Perhaps the most remarkable management feature of shelters is
their almost total preoccupation with internal operational components at the expense of
community and youth education. How can they have the audacity to primarily blame the
public for the killing when only some 4 percent of the total shelter budget is spent on
proactive programs! We hasten to add that this disgraceful figure includes both community
outreach and school programs, and this combined total represents the lowest percentage of
any budget category. Since only about 13 percent of companion animals are adopted from
shelters, this indicates that some 96 percent of shelter resources are expended on 13
percent of the overpopulation tragedy! So we pose this question to shelter personnel and
boards: If more than 8 million homeless companion animals are being killed every year, and
shelters assign the lowest budgetary, and operational priority toward overpopulation
education, then who is the major contributor to the vicious cycle of suffering and death?
Certainly the public is not an innocent bystander, but shelters
cannot hold others morally culpable until they have fully met their own responsibility to
modify public behavior. Due largely to sparse and painfully ineffectual shelter outreach
efforts most of the public has little or no understanding of the horrendous magnitude of
the overpopulation tragedy. Compounding the problem, when the public is reached, the
message they receive is "sanitized" with enough euphemisms to fill Grand Canyon.

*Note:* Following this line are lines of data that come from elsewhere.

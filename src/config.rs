//! Configuration for hybrid-rag
//!
//! TOML file with one section per pipeline stage. Every field has a default,
//! so a partial file (or none at all) is valid.
//! Location: ~/.hybrid-rag/config.toml

use serde::{Deserialize, Serialize};
use std::path::{Path, PathBuf};
use std::time::Duration;

use crate::errors::{RetrievalError, Result};

/// Complete retrieval configuration
#[derive(Debug, Clone, Default, PartialEq, Serialize, Deserialize)]
#[serde(default)]
pub struct RetrievalConfig {
    pub retrieval: RetrievalSection,
    pub graph: GraphSection,
    pub keyword: KeywordSection,
    pub rerank: RerankSection,
    pub dedup: DedupSection,
}

/// Call defaults and source timeouts
#[derive(Debug, Clone, PartialEq, Serialize, Deserialize)]
#[serde(default)]
pub struct RetrievalSection {
    pub default_top_k: usize,
    pub default_score_threshold: f32,
    /// Per-source deadline; unset means sources are awaited without limit
    pub source_timeout_ms: Option<u64>,
}

/// Graph-side candidate synthesis
#[derive(Debug, Clone, PartialEq, Serialize, Deserialize)]
#[serde(default)]
pub struct GraphSection {
    pub max_seed_nodes: usize,
    pub max_depth: usize,
    /// Emit neighbors as candidates of their own, not only inside the seed snippet
    pub include_neighbors: bool,
    pub neighbor_decay: f32,
    pub max_neighbor_candidates: usize,
    pub max_related_in_snippet: usize,
}

/// Keyword-side search
#[derive(Debug, Clone, PartialEq, Serialize, Deserialize)]
#[serde(default)]
pub struct KeywordSection {
    pub limit: usize,
}

/// Reranker selection and failure policy
#[derive(Debug, Clone, PartialEq, Serialize, Deserialize)]
#[serde(default)]
pub struct RerankSection {
    /// HTTP cross-encoder endpoint; the lexical reranker is used when unset
    pub endpoint: Option<String>,
    pub timeout_ms: u64,
    pub max_retries: u32,
    /// Propagate reranker failures instead of falling back to source scores
    pub fail_on_error: bool,
}

/// Duplicate collapsing
#[derive(Debug, Clone, PartialEq, Serialize, Deserialize)]
#[serde(default)]
pub struct DedupSection {
    pub enabled: bool,
    /// Character-bigram Jaccard similarity at which two snippets collapse;
    /// 1.0 collapses only identical normalized text
    pub near_duplicate_threshold: f32,
}

impl Default for RetrievalSection {
    fn default() -> Self {
        Self {
            default_top_k: 5,
            default_score_threshold: 0.0,
            source_timeout_ms: None,
        }
    }
}

impl Default for GraphSection {
    fn default() -> Self {
        Self {
            max_seed_nodes: 5,
            max_depth: 1,
            include_neighbors: false,
            neighbor_decay: 0.8,
            max_neighbor_candidates: 3,
            max_related_in_snippet: 8,
        }
    }
}

impl Default for KeywordSection {
    fn default() -> Self {
        Self { limit: 10 }
    }
}

impl Default for RerankSection {
    fn default() -> Self {
        Self {
            endpoint: None,
            timeout_ms: 10_000,
            max_retries: 2,
            fail_on_error: false,
        }
    }
}

impl Default for DedupSection {
    fn default() -> Self {
        Self {
            enabled: true,
            near_duplicate_threshold: 1.0,
        }
    }
}

impl RetrievalConfig {
    /// Standard config location
    pub fn default_path() -> Option<PathBuf> {
        dirs::home_dir().map(|home| home.join(".hybrid-rag").join("config.toml"))
    }

    /// Load and validate a specific file
    pub fn load(path: &Path) -> Result<Self> {
        let contents = std::fs::read_to_string(path).map_err(|e| {
            RetrievalError::Config(format!("Failed to read {}: {}", path.display(), e))
        })?;

        let config: RetrievalConfig = toml::from_str(&contents)
            .map_err(|e| RetrievalError::Config(format!("Failed to parse config: {}", e)))?;

        config.validate()?;
        Ok(config)
    }

    /// Load `path` if given, else the standard location if it exists, else defaults
    pub fn load_or_default(path: Option<&Path>) -> Result<Self> {
        if let Some(path) = path {
            return Self::load(path);
        }
        match Self::default_path() {
            Some(path) if path.exists() => Self::load(&path),
            _ => Ok(Self::default()),
        }
    }

    pub fn save(&self, path: &Path) -> Result<()> {
        let contents = toml::to_string_pretty(self)
            .map_err(|e| RetrievalError::Config(format!("Failed to serialize config: {}", e)))?;

        if let Some(parent) = path.parent() {
            std::fs::create_dir_all(parent).map_err(|e| {
                RetrievalError::Config(format!("Failed to create config dir: {}", e))
            })?;
        }

        std::fs::write(path, contents)
            .map_err(|e| RetrievalError::Config(format!("Failed to write config: {}", e)))?;

        Ok(())
    }

    /// Validate configuration values
    pub fn validate(&self) -> Result<()> {
        if self.retrieval.default_top_k == 0 {
            return Err(RetrievalError::Config(
                "default_top_k must be greater than 0".to_string(),
            ));
        }

        if !self.retrieval.default_score_threshold.is_finite() {
            return Err(RetrievalError::Config(
                "default_score_threshold must be finite".to_string(),
            ));
        }

        if self.retrieval.source_timeout_ms == Some(0) {
            return Err(RetrievalError::Config(
                "source_timeout_ms must be greater than 0 when set".to_string(),
            ));
        }

        if !(0.0..=1.0).contains(&self.graph.neighbor_decay) {
            return Err(RetrievalError::Config(
                "neighbor_decay must be between 0.0 and 1.0".to_string(),
            ));
        }

        if !(0.0..=1.0).contains(&self.dedup.near_duplicate_threshold)
            || self.dedup.near_duplicate_threshold == 0.0
        {
            return Err(RetrievalError::Config(
                "near_duplicate_threshold must be in (0.0, 1.0]".to_string(),
            ));
        }

        if let Some(endpoint) = &self.rerank.endpoint {
            if !endpoint.starts_with("http://") && !endpoint.starts_with("https://") {
                return Err(RetrievalError::Config(format!(
                    "Invalid reranker endpoint: {}",
                    endpoint
                )));
            }
        }

        Ok(())
    }

    pub fn source_timeout(&self) -> Option<Duration> {
        self.retrieval.source_timeout_ms.map(Duration::from_millis)
    }

    pub fn rerank_timeout(&self) -> Duration {
        Duration::from_millis(self.rerank.timeout_ms)
    }
}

Why isn't the unadulterated truth, stripped of any veneer, imaginatively and assertively
brought to the public? Perhaps the unvarnished truth would make some uncomfortable, but
that is precisely what we should be doing removing the killing from behind closed
doors and informing the public about their role in the massive slaughter of our so-called
closest companions.
The most potent and cost-effective outreach vehicle is the
development of a creative volunteer program. Were shelters to place a high priority in
this area through attracting, training, and skillfully utilizing a volunteer outreach
corps, they could begin the transition from a killing site to a community resource center.
A true shelter should be a place where life is affirmed, both in teaching and practice,
not a building permeated with the odor of death. Talented and well-trained volunteers are
the key to the four principal components of effective outreach: efficiently reaching
target population segments; establishing credibility among that targeted audience,
articulating a clear and compelling educational message; and, finally, follow-up programs
toward achieving an enduring attitudinal shift. Volunteers are particularly useful in
gaining public credibility, as they can establish critical connections in areas where they
already have easy access and respect family, friends. professional peers, civic
groups, etc. Organizations such as United Way learned long ago that neighbor to neighbor
and professional to professional opens doors and elicits cooperation unattainable to even
the most skilled "outsider." How many more millions must die before shelters -
and all of us - begin to establish professional outreach programs?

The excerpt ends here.